About this task: Go line by line through the entries below and copy those containing the string "contains".

[Stored items]
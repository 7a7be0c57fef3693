//! Layout components (header, status bar)

use crate::app::App;
use crate::platform::{LOGOUT_SHORTCUT, SUBMIT_SHORTCUT};
use crate::state::View;
use ratatui::{
    layout::{Constraint, Direction, Layout, Rect},
    style::{Color, Modifier, Style},
    text::{Line, Span},
    widgets::Paragraph,
    Frame,
};

/// Split the screen into header, content and status bar
pub fn create_layout(area: Rect) -> (Rect, Rect, Rect) {
    let chunks = Layout::default()
        .direction(Direction::Vertical)
        .constraints([
            Constraint::Length(1), // Header
            Constraint::Min(0),    // Content
            Constraint::Length(1), // Status bar
        ])
        .split(area);

    (chunks[0], chunks[1], chunks[2])
}

/// Draw the header with the product name, view title and signed-in user
pub fn draw_header(frame: &mut Frame, area: Rect, app: &App) {
    let mut spans = vec![
        Span::styled(
            " AgriLink ",
            Style::default()
                .fg(Color::Black)
                .bg(Color::Green)
                .add_modifier(Modifier::BOLD),
        ),
        Span::raw(" "),
        Span::styled(
            app.state.current_view.title(),
            Style::default().add_modifier(Modifier::BOLD),
        ),
    ];

    if let Some(session) = &app.state.session {
        let who = match session.role {
            Some(role) => format!("{} ({})", session.email, role.label()),
            None => format!("{} (Admin)", session.email),
        };
        spans.push(Span::styled(
            format!("  {who}"),
            Style::default().fg(Color::DarkGray),
        ));
    }

    frame.render_widget(Paragraph::new(Line::from(spans)), area);
}

/// Draw the status bar
pub fn draw_status_bar(frame: &mut Frame, area: Rect, app: &App) {
    let mut spans = vec![Span::raw(" ")];

    let hints = get_view_hints(&app.state.current_view, app.state.session.is_some());
    spans.push(Span::styled(hints, Style::default().fg(Color::Gray)));

    if let Some(msg) = &app.status_message {
        spans.push(Span::raw(" | "));
        spans.push(Span::styled(msg.as_str(), Style::default().fg(Color::Green)));
    }

    let status = Paragraph::new(Line::from(spans)).style(Style::default().bg(Color::DarkGray));
    frame.render_widget(status, area);

    let quit_hint = " ^C:quit ";
    let quit_area = Rect {
        x: area.x + area.width.saturating_sub(quit_hint.len() as u16),
        width: (quit_hint.len() as u16).min(area.width),
        ..area
    };
    let quit_widget =
        Paragraph::new(quit_hint).style(Style::default().bg(Color::DarkGray).fg(Color::Gray));
    frame.render_widget(quit_widget, quit_area);
}

/// Get keyboard hints for the current view
fn get_view_hints(view: &View, signed_in: bool) -> String {
    let base = match view {
        View::Auth => "Tab:next  Enter:submit  F1:login  F2:sign up  F3:reset  F4:role".to_string(),
        View::Contact => format!("Tab:next  {SUBMIT_SHORTCUT}:send  Esc:back"),
        View::Wizard => format!("Tab:next  Enter:continue  {SUBMIT_SHORTCUT}:submit  Esc:prev"),
        View::Dashboard => "e:edit profile  r:refresh  c:contact  l:logout".to_string(),
        View::Admin => "j/k:nav  m:mark read  d:delete  r:refresh  l:logout".to_string(),
    };
    if signed_in && view.is_form_view() {
        format!("{base}  {LOGOUT_SHORTCUT}:logout")
    } else {
        base
    }
}

#[cfg(test)]
mod tests {
    use super::*;

    #[test]
    fn test_layout_reserves_header_and_status() {
        let (header, main, status) = create_layout(Rect::new(0, 0, 80, 24));
        assert_eq!(header.height, 1);
        assert_eq!(main, Rect::new(0, 1, 80, 22));
        assert_eq!(status.y, 23);
    }

    #[test]
    fn test_wizard_hints_mention_logout_when_signed_in() {
        assert!(get_view_hints(&View::Wizard, true).contains(LOGOUT_SHORTCUT));
        assert!(!get_view_hints(&View::Auth, false).contains(LOGOUT_SHORTCUT));
    }
}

Answer below:
        assert!(get_view_hints(&View::Wizard, true).contains(LOGOUT_SHORTCUT));
        assert!(!get_view_hints(&View::Auth, false).contains(LOGOUT_SHORTCUT));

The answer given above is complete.